Nashville Pawn Shop Sells Millions In Stolen Goods On eBay
The owner of a Nashville pawn shop was arrested after a 10 month long investigation that revealed millions in sales of stolen goods on eBay.
Per the Nashville Police Department:
A 10-month investigation by Fraud Unit detectives into four Music City Pawn locations, three in Nashville and one in Franklin, knowingly buying/selling stolen merchandise resulted in today’s arrests of owner/operator Damon Holland, 52, and John Barker, 38. The investigation is ongoing and additional arrests/charges are anticipated.
The investigation began after Home Depot loss prevention personnel notified the Police Department Pawn Unit that Music City Pawn shops were selling a high volume of merchandise on their eBay store. Many of the items were new, in-box tools. Holland purchased such items from Barker, a known, habitual shoplifter.

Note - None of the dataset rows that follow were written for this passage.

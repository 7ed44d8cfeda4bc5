use std::path::Path;

use anyhow::{ensure, Context, Result};
use serde::{Deserialize, Serialize};

/// Process-wide engine settings: every threshold and weight used by the
/// comparison pipeline.
///
/// Load once, wrap in an `Arc`, and share read-only between comparisons.
/// Every field falls back to its default when missing from the TOML file.
#[derive(Debug, Clone, Default, PartialEq, Serialize, Deserialize)]
#[serde(default)]
pub struct EngineConfig {
    pub alignment: AlignmentConfig,
    pub quality: QualityConfig,
    pub tone: ToneConfig,
    pub scoring: ScoringConfig,
    pub feedback: FeedbackConfig,
}

#[derive(Debug, Clone, PartialEq, Serialize, Deserialize)]
#[serde(default)]
pub struct AlignmentConfig {
    /// When false the aligner always resamples linearly.
    pub dtw_enabled: bool,
    /// Both interpolated tracks must be longer than this to use DTW.
    pub dtw_min_samples: usize,
    /// Lower bound on the length of the linear resampling axis.
    pub linear_min_points: usize,
    pub register: RegisterConfig,
}

/// Baseline (speaker register) alignment settings.
#[derive(Debug, Clone, PartialEq, Serialize, Deserialize)]
#[serde(default)]
pub struct RegisterConfig {
    pub enabled: bool,
    /// Voiced samples required in each curve before statistics are trusted.
    pub min_voiced: usize,
    /// Fraction of the reference IQR used as the offset threshold.
    pub iqr_threshold_fraction: f64,
    pub threshold_min_hz: f64,
    pub threshold_max_hz: f64,
    /// Median offset at least this multiple of the mean offset counts as a
    /// systemic register difference.
    pub systemic_offset_ratio: f64,
    /// Share of the median offset removed by the light shift.
    pub light_shift_fraction: f64,
    /// Offset / reference IQR above which the conservative scale is used.
    pub large_offset_relative: f64,
}

#[derive(Debug, Clone, PartialEq, Serialize, Deserialize)]
#[serde(default)]
pub struct QualityConfig {
    pub min_standard_valid_ratio: f64,
    pub min_user_valid_ratio: f64,
    pub min_joint_points: usize,
    /// RMS energy (linear, full scale = 1.0) below which a recording is silent.
    pub silence_rms_threshold: f64,
    pub marginal_valid_ratio: f64,
    pub marginal_valid_points: usize,
}

#[derive(Debug, Clone, PartialEq, Serialize, Deserialize)]
#[serde(default)]
pub struct ToneConfig {
    pub flat_tolerance: f64,
    pub rising_slope: f64,
    pub rising_monotonic: f64,
    pub falling_slope: f64,
    pub falling_monotonic: f64,
    pub dipping_complexity: f64,
    pub dipping_peak_position: f64,
    /// Minimum span, in octaves, used when normalizing a segment to [0, 1].
    pub min_span_octaves: f64,
    pub importance: ToneImportance,
}

/// Per-tone weights for the utterance tone accuracy.
#[derive(Debug, Clone, PartialEq, Serialize, Deserialize)]
#[serde(default)]
pub struct ToneImportance {
    pub neutral: f64,
    pub high_level: f64,
    pub rising: f64,
    pub dipping: f64,
    pub falling: f64,
}

#[derive(Debug, Clone, PartialEq, Serialize, Deserialize)]
#[serde(default)]
pub struct ScoringConfig {
    pub weights: ScoreWeights,
    pub correlation: TierThresholds,
    /// Correlations below this score zero.
    pub correlation_floor: f64,
    /// Correlations at or below this score zero (inverted contours).
    pub correlation_negative_cutoff: f64,
    /// Lower is better; `poor` is the largest value.
    pub rmse_hz: TierThresholds,
    pub trend: TierThresholds,
    pub range: TierThresholds,
    pub tone_bonus_max: f64,
    pub derating: DeratingConfig,
}

#[derive(Debug, Clone, PartialEq, Serialize, Deserialize)]
#[serde(default)]
pub struct ScoreWeights {
    pub correlation: f64,
    pub trend: f64,
    pub stability: f64,
    pub range: f64,
}

/// Named breakpoints of a 4-tier piecewise-linear score curve.
#[derive(Debug, Clone, Copy, PartialEq, Serialize, Deserialize)]
pub struct TierThresholds {
    pub poor: f64,
    pub fair: f64,
    pub good: f64,
    pub excellent: f64,
}

/// Soft de-rating applied when the quality gate raises a non-fatal warning.
#[derive(Debug, Clone, PartialEq, Serialize, Deserialize)]
#[serde(default)]
pub struct DeratingConfig {
    pub ratio_weight: f64,
    pub points_weight: f64,
    pub correlation: f64,
    pub stability: f64,
    pub trend: f64,
    pub range: f64,
}

#[derive(Debug, Clone, Copy, Default, PartialEq, Eq, Serialize, Deserialize)]
#[serde(rename_all = "lowercase")]
pub enum Locale {
    #[default]
    En,
    Zh,
}

#[derive(Debug, Clone, Default, PartialEq, Serialize, Deserialize)]
#[serde(default)]
pub struct FeedbackConfig {
    pub locale: Locale,
}

impl Default for AlignmentConfig {
    fn default() -> Self {
        Self {
            dtw_enabled: true,
            dtw_min_samples: 10,
            linear_min_points: 100,
            register: RegisterConfig::default(),
        }
    }
}

impl Default for RegisterConfig {
    fn default() -> Self {
        Self {
            enabled: true,
            min_voiced: 5,
            iqr_threshold_fraction: 0.4,
            threshold_min_hz: 30.0,
            threshold_max_hz: 80.0,
            systemic_offset_ratio: 1.5,
            light_shift_fraction: 0.5,
            large_offset_relative: 0.5,
        }
    }
}

impl Default for QualityConfig {
    fn default() -> Self {
        Self {
            min_standard_valid_ratio: 0.15,
            min_user_valid_ratio: 0.10,
            min_joint_points: 3,
            silence_rms_threshold: 0.01,
            marginal_valid_ratio: 0.4,
            marginal_valid_points: 20,
        }
    }
}

impl Default for ToneConfig {
    fn default() -> Self {
        Self {
            flat_tolerance: 0.15,
            rising_slope: 0.3,
            rising_monotonic: 0.7,
            falling_slope: -0.3,
            falling_monotonic: 0.3,
            dipping_complexity: 0.4,
            dipping_peak_position: 0.3,
            min_span_octaves: 0.25,
            importance: ToneImportance::default(),
        }
    }
}

impl Default for ToneImportance {
    fn default() -> Self {
        Self {
            neutral: 0.8,
            high_level: 1.0,
            rising: 1.2,
            dipping: 1.5,
            falling: 1.3,
        }
    }
}

impl Default for ScoringConfig {
    fn default() -> Self {
        Self {
            weights: ScoreWeights::default(),
            correlation: TierThresholds::new(0.30, 0.50, 0.70, 0.85),
            correlation_floor: 0.15,
            correlation_negative_cutoff: -0.1,
            rmse_hz: TierThresholds::new(100.0, 60.0, 40.0, 20.0),
            trend: TierThresholds::new(0.35, 0.50, 0.65, 0.80),
            range: TierThresholds::new(0.30, 0.50, 0.70, 0.85),
            tone_bonus_max: 10.0,
            derating: DeratingConfig::default(),
        }
    }
}

impl Default for ScoreWeights {
    fn default() -> Self {
        Self {
            correlation: 0.25,
            trend: 0.50,
            stability: 0.15,
            range: 0.10,
        }
    }
}

impl Default for DeratingConfig {
    fn default() -> Self {
        Self {
            ratio_weight: 0.6,
            points_weight: 0.4,
            correlation: 0.95,
            stability: 0.97,
            trend: 0.98,
            range: 0.99,
        }
    }
}

impl Default for TierThresholds {
    fn default() -> Self {
        Self::new(0.30, 0.50, 0.70, 0.85)
    }
}

impl TierThresholds {
    pub const fn new(poor: f64, fair: f64, good: f64, excellent: f64) -> Self {
        Self {
            poor,
            fair,
            good,
            excellent,
        }
    }

    fn is_increasing(&self) -> bool {
        self.poor < self.fair && self.fair < self.good && self.good < self.excellent
    }

    fn is_decreasing(&self) -> bool {
        self.poor > self.fair && self.fair > self.good && self.good > self.excellent
    }
}

impl ScoreWeights {
    pub fn total(&self) -> f64 {
        self.correlation + self.trend + self.stability + self.range
    }
}

impl EngineConfig {
    pub fn from_toml_str(contents: &str) -> Result<Self> {
        let config: Self = toml::from_str(contents).context("failed to parse engine config")?;
        config.validate()?;
        Ok(config)
    }

    /// Reads and validates a TOML file. The file must exist.
    pub fn load(path: &Path) -> Result<Self> {
        let contents = std::fs::read_to_string(path)
            .with_context(|| format!("failed to read engine config at {:?}", path))?;
        Self::from_toml_str(&contents)
            .with_context(|| format!("invalid engine config at {:?}", path))
    }

    pub fn to_toml_string(&self) -> Result<String> {
        toml::to_string_pretty(self).context("failed to serialize engine config")
    }

    pub fn validate(&self) -> Result<()> {
        let scoring = &self.scoring;
        ensure!(
            (scoring.weights.total() - 1.0).abs() <= 1e-6,
            "score weights must sum to 1, got {:.6}",
            scoring.weights.total()
        );
        for (name, tiers) in [
            ("correlation", &scoring.correlation),
            ("trend", &scoring.trend),
            ("range", &scoring.range),
        ] {
            ensure!(
                tiers.is_increasing(),
                "{name} thresholds must increase from poor to excellent"
            );
        }
        ensure!(
            scoring.rmse_hz.is_decreasing() && scoring.rmse_hz.excellent > 0.0,
            "rmse_hz thresholds must decrease from poor to excellent"
        );
        ensure!(
            scoring.tone_bonus_max >= 0.0,
            "tone_bonus_max must not be negative"
        );

        let quality = &self.quality;
        for (name, ratio) in [
            ("min_standard_valid_ratio", quality.min_standard_valid_ratio),
            ("min_user_valid_ratio", quality.min_user_valid_ratio),
            ("marginal_valid_ratio", quality.marginal_valid_ratio),
        ] {
            ensure!(
                (0.0..=1.0).contains(&ratio),
                "{name} must lie in [0, 1], got {ratio}"
            );
        }
        ensure!(
            quality.min_joint_points >= 3,
            "min_joint_points must be at least 3"
        );

        let register = &self.alignment.register;
        ensure!(
            register.threshold_min_hz <= register.threshold_max_hz,
            "register threshold_min_hz must not exceed threshold_max_hz"
        );
        ensure!(
            self.tone.min_span_octaves > 0.0,
            "tone.min_span_octaves must be positive"
        );
        Ok(())
    }
}
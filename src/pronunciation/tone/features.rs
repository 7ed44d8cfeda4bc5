use serde::Serialize;

/// Shape descriptors of one syllable, computed on a log2 pitch scale
/// normalized to [0, 1].
#[derive(Debug, Clone, Copy, Default, PartialEq, Serialize)]
pub struct ToneFeatures {
    pub mean: f64,
    pub std: f64,
    pub range: f64,
    /// Last minus first normalized value.
    pub total_change: f64,
    /// `total_change` per second.
    pub slope: f64,
    /// Fraction of rising steps.
    pub monotonic_ratio: f64,
    /// Direction changes per step.
    pub complexity: f64,
    pub peak_position: f64,
    pub valley_position: f64,
    pub duration: f64,
    /// Least-squares slope per sample of each half; set from 6 samples up.
    pub first_half_slope: Option<f64>,
    pub second_half_slope: Option<f64>,
}

impl ToneFeatures {
    /// `None` when fewer than two positive samples are paired with times.
    pub fn extract(values: &[f64], times: &[f64], min_span_octaves: f64) -> Option<Self> {
        let (values, times): (Vec<f64>, Vec<f64>) = values
            .iter()
            .zip(times)
            .filter(|(v, t)| v.is_finite() && **v > 0.0 && t.is_finite())
            .map(|(v, t)| (*v, *t))
            .unzip();
        if values.len() < 2 {
            return None;
        }
        let pitch = normalize_log_pitch(&values, min_span_octaves);
        let len = pitch.len() as f64;

        let mean = pitch.iter().sum::<f64>() / len;
        let std = (pitch.iter().map(|p| (p - mean).powi(2)).sum::<f64>() / len).sqrt();
        let (valley_idx, min) = extreme(&pitch, |a, b| a < b);
        let (peak_idx, max) = extreme(&pitch, |a, b| a > b);
        let total_change = pitch[pitch.len() - 1] - pitch[0];
        let duration = times[times.len() - 1] - times[0];
        let slope = if duration > 0.0 {
            total_change / duration
        } else {
            0.0
        };

        let diff: Vec<f64> = pitch.windows(2).map(|w| w[1] - w[0]).collect();
        let steps = diff.len() as f64;
        let monotonic_ratio = diff.iter().filter(|d| **d > 0.0).count() as f64 / steps;
        let complexity = diff
            .windows(2)
            .map(|w| (signum(w[1]) - signum(w[0])).abs())
            .sum::<f64>()
            / steps;

        let mid = pitch.len() / 2;
        let (first_half_slope, second_half_slope) = if mid > 2 {
            (
                Some(index_slope(&pitch[..mid])),
                Some(index_slope(&pitch[mid..])),
            )
        } else {
            (None, None)
        };

        Some(Self {
            mean,
            std,
            range: max - min,
            total_change,
            slope,
            monotonic_ratio,
            complexity,
            peak_position: peak_idx as f64 / len,
            valley_position: valley_idx as f64 / len,
            duration,
            first_half_slope,
            second_half_slope,
        })
    }
}

/// log2 relative to the minimum, divided by `max(span, min_span_octaves)`.
fn normalize_log_pitch(values: &[f64], min_span_octaves: f64) -> Vec<f64> {
    let floor = values.iter().copied().fold(f64::INFINITY, f64::min);
    let log: Vec<f64> = values.iter().map(|v| (v / floor).log2()).collect();
    let span = log.iter().copied().fold(0.0, f64::max);
    let scale = span.max(min_span_octaves).max(f64::EPSILON);
    log.into_iter().map(|v| v / scale).collect()
}

/// First index whose value beats every other under `better`.
fn extreme(values: &[f64], better: impl Fn(f64, f64) -> bool) -> (usize, f64) {
    values
        .iter()
        .enumerate()
        .fold((0, values[0]), |(best_idx, best), (idx, &value)| {
            if better(value, best) {
                (idx, value)
            } else {
                (best_idx, best)
            }
        })
}

fn index_slope(values: &[f64]) -> f64 {
    let n = values.len() as f64;
    let x_mean = (n - 1.0) / 2.0;
    let y_mean = values.iter().sum::<f64>() / n;
    let (num, den) = values
        .iter()
        .enumerate()
        .fold((0.0, 0.0), |(num, den), (i, y)| {
            let dx = i as f64 - x_mean;
            (num + dx * (y - y_mean), den + dx * dx)
        });
    if den > 0.0 {
        num / den
    } else {
        0.0
    }
}

fn signum(value: f64) -> f64 {
    if value > 0.0 {
        1.0
    } else if value < 0.0 {
        -1.0
    } else {
        0.0
    }
}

On Tuesday police said they seized about 1,500 to 2,000 items from all four Music City Pawn locations. They seized large items like full-size generators. Other stolen items sold at the pawn shop include electronics like rechargeable batteries, and Rumba vacuum cleaners stolen from major retailers.
“They’re the ones that suffer on the corporate side of this,” Warren said. “We, as citizens, suffer every day when we watch the cost of all of the items we buy go up because of the loss suffered through these types of thefts.”
The primary owner of the business, Damon Holland, 52, was arrested on Tuesday and is charged with three counts of money laundering in Williamson County and one count of organized retail crime in Davidson County.
Police also arrested John Barker, 38, a primary booster they said sold over 4,000 new or boxed items at Music City Pawn over the last couple years.
Investigators worked with at least seven vendors throughout the investigation, including Kroger, Home Depot, Lowes, Walgreens, CVS, Publix, Walmart and Target.
Metro Police Lt. Michael Warren with the Property Crimes Division said an analysis from one retailer on items stolen from them and seen on Music City Pawn’s eBay page last year was about $700,000.
If that's just from one retailer, the size and scope of this fraud must surely reach into the millions just through these pawn shop locations alone. 🤯
Large retailers like Home Depot and and Best Buy have been pushing Congress to pass the INFORM Consumers act to help combat the sale of stolen goods sold online by requiring the marketplaces to collect, verify, and disclose certain information about third-party sellers.
While I do think it's important for marketplaces to properly vet and verify their sellers, I don't believe this legislation will put a significant dent in the sale of stolen goods and online fraud.
I'm sure Music City Pawn provided eBay all the required business information and of course eBay can always point to their policies saying they do not allow the sale of stolen goods on the site.
So what can we expect eBay to really do about it? Well for starters, I would suggest it might be appropriate to at least temporarily restrict or suspend the account at this point...which they have failed to do. 🤦♀️
Music City Pawn still has an active account on eBay. The seller themselves have set a temporary away message, saying "this seller is away until November 30th."
I have a feeling they may be away a bit longer than that, but it does not appear eBay has taken any action against the account.
You know what else eBay could have done? How about enforcing their policy of not allowing links directing buyers offsite?
To protect our members, listings or products can't contain links that direct customers to a site other than eBay, even if the link is not clickable.
Why does eBay have this policy?
Limiting the use of links that direct customers away from our site helps protect everyone on eBay from malicious sites and spam. eBay has invested a great amount to attract interested buyers and connect them with great sellers, and this policy also helps buyers transact safely on eBay.
Activity that doesn't follow eBay policy could result in a range of actions including for example: administratively ending or canceling listings, hiding or demoting all listings from search results, lowering seller rating, buying or selling restrictions, and account suspension. All fees paid or payable in relation to listings or accounts on which we take any action will not be refunded or otherwise credited to your account.
While eBay may not have been able to recognize if the items being sold were stolen, how many millions of dollars in stolen goods would have been prevented from being sold through this account if they had simply enforced their other policies?
As I found out when I personally reported $160K in triangulation fraud using 150+ compromised accounts, eBay will pay lip service to sellers and law enforcement through their PROACT department (which ironically stands for Partnering with Retailers Offensively Against Crime and Theft) but ultimately does very little to actually stop the fraud and sale of stolen goods.
eBay makes commission on every sale, whether legitimate or not, and one has to wonder what percentage of their annual GMV would be lost if they really did crack down?
Unfortunately, eBay simply has little incentive to do more than the bare minimum to avoid regulatory scrutiny when it comes to fraud, scams, and stolen goods on the site. Until that changes, I expect we'll continue to see stories like this.